* _The problem_: Of the entries below, copy only those lines that contain the word "QueryFilter".

* _Data to process_:
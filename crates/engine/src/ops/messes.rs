use sea_orm::{
    ActiveValue, QueryFilter, QueryOrder, Statement, TransactionTrait, prelude::*,
    sea_query::Expr,
};
use uuid::Uuid;

use crate::{
    Currency, EngineError, Mess, ResultEngine, bazar, deposits, expenses, meal_days, members,
    messes, months, util::normalize_required_name,
};

use super::{Engine, with_tx};

impl Engine {
    /// Add a new mess owned by `user_id`.
    ///
    /// Names are unique per owner, ignoring case.
    pub async fn new_mess(
        &self,
        name: &str,
        user_id: &str,
        currency: Option<Currency>,
    ) -> ResultEngine<Uuid> {
        let name = normalize_required_name(name, "mess")?;
        let mess = Mess::new(name.clone(), user_id, currency.unwrap_or_default());
        let mess_model: messes::ActiveModel = (&mess).into();
        with_tx!(self, |db_tx| {
            let exists = messes::Entity::find()
                .filter(messes::Column::UserId.eq(user_id.to_string()))
                .filter(Expr::cust("LOWER(name)").eq(name.to_lowercase()))
                .one(&db_tx)
                .await?
                .is_some();
            if exists {
                return Err(EngineError::ExistingKey(name));
            }

            mess_model.insert(&db_tx).await?;
            tracing::info!(mess_id = %mess.id, user_id, "mess created");
            Ok(mess.id)
        })
    }

    /// Return a mess of `user_id`.
    pub async fn mess(&self, mess_id: Uuid, user_id: &str) -> ResultEngine<Mess> {
        with_tx!(self, |db_tx| {
            let model = self.require_mess(&db_tx, mess_id, user_id).await?;
            Mess::try_from(model)
        })
    }

    /// Every mess owned by `user_id`, ordered by name.
    pub async fn list_messes(&self, user_id: &str) -> ResultEngine<Vec<Mess>> {
        with_tx!(self, |db_tx| {
            let models = messes::Entity::find()
                .filter(messes::Column::UserId.eq(user_id.to_string()))
                .order_by_asc(messes::Column::Name)
                .all(&db_tx)
                .await?;
            models.into_iter().map(Mess::try_from).collect()
        })
    }

    pub async fn rename_mess(&self, mess_id: Uuid, new_name: &str, user_id: &str) -> ResultEngine<()> {
        let new_name = normalize_required_name(new_name, "mess")?;
        with_tx!(self, |db_tx| {
            self.require_mess(&db_tx, mess_id, user_id).await?;

            let exists = messes::Entity::find()
                .filter(messes::Column::UserId.eq(user_id.to_string()))
                .filter(Expr::cust("LOWER(name)").eq(new_name.to_lowercase()))
                .filter(messes::Column::Id.ne(mess_id.to_string()))
                .one(&db_tx)
                .await?
                .is_some();
            if exists {
                return Err(EngineError::ExistingKey(new_name));
            }

            messes::ActiveModel {
                id: ActiveValue::Set(mess_id.to_string()),
                name: ActiveValue::Set(new_name),
                ..Default::default()
            }
            .update(&db_tx)
            .await?;
            Ok(())
        })
    }

    /// Delete a mess with every month, member and record in it.
    pub async fn delete_mess(&self, mess_id: Uuid, user_id: &str) -> ResultEngine<()> {
        with_tx!(self, |db_tx| {
            self.require_mess(&db_tx, mess_id, user_id).await?;
            let mess_id = mess_id.to_string();
            let backend = self.database.get_database_backend();

            db_tx
                .execute(Statement::from_sql_and_values(
                    backend,
                    "DELETE FROM meal_entries WHERE meal_day_id IN (SELECT id FROM meal_days WHERE mess_id = ?);",
                    vec![mess_id.clone().into()],
                ))
                .await?;
            meal_days::Entity::delete_many()
                .filter(meal_days::Column::MessId.eq(mess_id.clone()))
                .exec(&db_tx)
                .await?;
            bazar::Entity::delete_many()
                .filter(bazar::Column::MessId.eq(mess_id.clone()))
                .exec(&db_tx)
                .await?;
            deposits::Entity::delete_many()
                .filter(deposits::Column::MessId.eq(mess_id.clone()))
                .exec(&db_tx)
                .await?;
            expenses::Entity::delete_many()
                .filter(expenses::Column::MessId.eq(mess_id.clone()))
                .exec(&db_tx)
                .await?;
            members::Entity::delete_many()
                .filter(members::Column::MessId.eq(mess_id.clone()))
                .exec(&db_tx)
                .await?;
            months::Entity::delete_many()
                .filter(months::Column::MessId.eq(mess_id.clone()))
                .exec(&db_tx)
                .await?;
            messes::Entity::delete_by_id(mess_id.clone())
                .exec(&db_tx)
                .await?;

            tracing::info!(%mess_id, "mess deleted");
            Ok(())
        })
    }
}
//! Users table (minimal entity).
//!
//! Messes are owned by a `user_id`, which is the username.

use sea_orm::entity::prelude::*;

#[derive(Clone, Debug, PartialEq, Eq, DeriveEntityModel)]
#[sea_orm(table_name = "users")]
pub struct Model {
    #[sea_orm(primary_key, auto_increment = false)]
    pub username: String,
    pub password: String,
}

#[derive(Copy, Clone, Debug, EnumIter, DeriveRelation)]
pub enum Relation {
    #[sea_orm(has_many = "super::messes::Entity")]
    Messes,
}

impl Related<super::messes::Entity> for Entity {
    fn to() -> RelationDef {
        Relation::Messes.def()
    }
}

impl ActiveModelBehavior for ActiveModel {}
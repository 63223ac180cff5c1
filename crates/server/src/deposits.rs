//! Deposit API endpoints

use api_types::{
    Created,
    deposit::{DepositListResponse, DepositUpsert, DepositView},
};
use axum::{
    Extension, Json,
    extract::{Path, State},
    http::StatusCode,
};
use engine::{DepositInput, Money};
use uuid::Uuid;

use crate::{ServerError, server::ServerState, user};

fn input(payload: &DepositUpsert) -> DepositInput {
    DepositInput {
        date: payload.date,
        member_id: payload.member_id,
        amount: Money::new(payload.amount_minor),
    }
}

pub async fn deposit_new(
    Extension(user): Extension<user::Model>,
    State(state): State<ServerState>,
    Path((mess_id, month_id)): Path<(Uuid, Uuid)>,
    Json(payload): Json<DepositUpsert>,
) -> Result<(StatusCode, Json<Created>), ServerError> {
    let id = state
        .engine
        .add_deposit(mess_id, month_id, input(&payload), &user.username)
        .await?;
    Ok((StatusCode::CREATED, Json(Created { id })))
}

pub async fn list(
    Extension(user): Extension<user::Model>,
    State(state): State<ServerState>,
    Path((mess_id, month_id)): Path<(Uuid, Uuid)>,
) -> Result<Json<DepositListResponse>, ServerError> {
    let deposits = state
        .engine
        .list_deposits(mess_id, month_id, &user.username)
        .await?
        .into_iter()
        .map(|d| DepositView {
            id: d.id,
            date: d.date,
            member_id: d.member_id,
            amount_minor: d.amount.minor(),
        })
        .collect();
    Ok(Json(DepositListResponse { deposits }))
}

pub async fn update(
    Extension(user): Extension<user::Model>,
    State(state): State<ServerState>,
    Path((mess_id, deposit_id)): Path<(Uuid, Uuid)>,
    Json(payload): Json<DepositUpsert>,
) -> Result<StatusCode, ServerError> {
    state
        .engine
        .update_deposit(mess_id, deposit_id, input(&payload), &user.username)
        .await?;
    Ok(StatusCode::NO_CONTENT)
}

pub async fn delete(
    Extension(user): Extension<user::Model>,
    State(state): State<ServerState>,
    Path((mess_id, deposit_id)): Path<(Uuid, Uuid)>,
) -> Result<StatusCode, ServerError> {
    state
        .engine
        .delete_deposit(mess_id, deposit_id, &user.username)
        .await?;
    Ok(StatusCode::NO_CONTENT)
}
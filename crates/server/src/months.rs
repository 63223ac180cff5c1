//! Month API endpoints

use api_types::{
    Created,
    month::{MonthListResponse, MonthNew, MonthView},
};
use axum::{
    Extension, Json,
    extract::{Path, State},
    http::StatusCode,
};
use uuid::Uuid;

use crate::{ServerError, server::ServerState, user};

pub async fn month_new(
    Extension(user): Extension<user::Model>,
    State(state): State<ServerState>,
    Path(mess_id): Path<Uuid>,
    Json(payload): Json<MonthNew>,
) -> Result<(StatusCode, Json<Created>), ServerError> {
    let id = state
        .engine
        .new_month(
            mess_id,
            &payload.code,
            payload.name.as_deref(),
            &user.username,
        )
        .await?;
    Ok((StatusCode::CREATED, Json(Created { id })))
}

pub async fn list(
    Extension(user): Extension<user::Model>,
    State(state): State<ServerState>,
    Path(mess_id): Path<Uuid>,
) -> Result<Json<MonthListResponse>, ServerError> {
    let months = state
        .engine
        .list_months(mess_id, &user.username)
        .await?
        .into_iter()
        .map(|month| MonthView {
            id: month.id,
            code: month.code,
            name: month.name,
            created_at: month.created_at,
        })
        .collect();
    Ok(Json(MonthListResponse { months }))
}

pub async fn delete(
    Extension(user): Extension<user::Model>,
    State(state): State<ServerState>,
    Path((mess_id, month_id)): Path<(Uuid, Uuid)>,
) -> Result<StatusCode, ServerError> {
    state
        .engine
        .delete_month(mess_id, month_id, &user.username)
        .await?;
    Ok(StatusCode::NO_CONTENT)
}
use sea_orm::{DatabaseTransaction, QueryFilter, TransactionTrait, prelude::*};
use uuid::Uuid;

use crate::{
    Bazar, Dashboard, Deposit, Expense, MealRateReport, MonthLedger, MonthlyReport, ResultEngine,
    bazar, deposits, expenses,
};

use super::{Engine, with_tx};

impl Engine {
    async fn load_ledger(
        &self,
        db: &DatabaseTransaction,
        mess_id: Uuid,
        month_id: Uuid,
    ) -> ResultEngine<MonthLedger> {
        let members = self.members_by_name(db, mess_id).await?;
        let meal_days = self.meal_days_of_month(db, month_id).await?;

        let bazar = bazar::Entity::find()
            .filter(bazar::Column::MonthId.eq(month_id.to_string()))
            .all(db)
            .await?
            .into_iter()
            .map(Bazar::try_from)
            .collect::<ResultEngine<Vec<_>>>()?;
        let deposits = deposits::Entity::find()
            .filter(deposits::Column::MonthId.eq(month_id.to_string()))
            .all(db)
            .await?
            .into_iter()
            .map(Deposit::try_from)
            .collect::<ResultEngine<Vec<_>>>()?;
        let expenses = expenses::Entity::find()
            .filter(expenses::Column::MonthId.eq(month_id.to_string()))
            .all(db)
            .await?
            .into_iter()
            .map(Expense::try_from)
            .collect::<ResultEngine<Vec<_>>>()?;

        tracing::debug!(
            %month_id,
            members = members.len(),
            meal_days = meal_days.len(),
            bazar = bazar.len(),
            deposits = deposits.len(),
            expenses = expenses.len(),
            "month ledger loaded"
        );
        Ok(MonthLedger {
            members,
            meal_days,
            bazar,
            deposits,
            expenses,
        })
    }

    /// Every record of a month, members ordered by name.
    pub async fn month_ledger(
        &self,
        mess_id: Uuid,
        month_id: Uuid,
        user_id: &str,
    ) -> ResultEngine<MonthLedger> {
        with_tx!(self, |db_tx| {
            self.require_mess(&db_tx, mess_id, user_id).await?;
            self.require_month(&db_tx, mess_id, month_id).await?;
            self.load_ledger(&db_tx, mess_id, month_id).await
        })
    }

    pub async fn meal_rate(
        &self,
        mess_id: Uuid,
        month_id: Uuid,
        user_id: &str,
    ) -> ResultEngine<MealRateReport> {
        let ledger = self.month_ledger(mess_id, month_id, user_id).await?;
        ledger.meal_rate(self.allocation_unit)
    }

    pub async fn monthly_report(
        &self,
        mess_id: Uuid,
        month_id: Uuid,
        user_id: &str,
    ) -> ResultEngine<MonthlyReport> {
        let ledger = self.month_ledger(mess_id, month_id, user_id).await?;
        ledger.monthly_report(self.allocation_unit)
    }

    pub async fn dashboard(
        &self,
        mess_id: Uuid,
        month_id: Uuid,
        user_id: &str,
    ) -> ResultEngine<Dashboard> {
        let ledger = self.month_ledger(mess_id, month_id, user_id).await?;
        ledger.dashboard(self.allocation_unit)
    }
}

* _Exercise output_:
    ActiveValue, QueryFilter, QueryOrder, Statement, TransactionTrait, prelude::*,
use sea_orm::{DatabaseTransaction, QueryFilter, TransactionTrait, prelude::*};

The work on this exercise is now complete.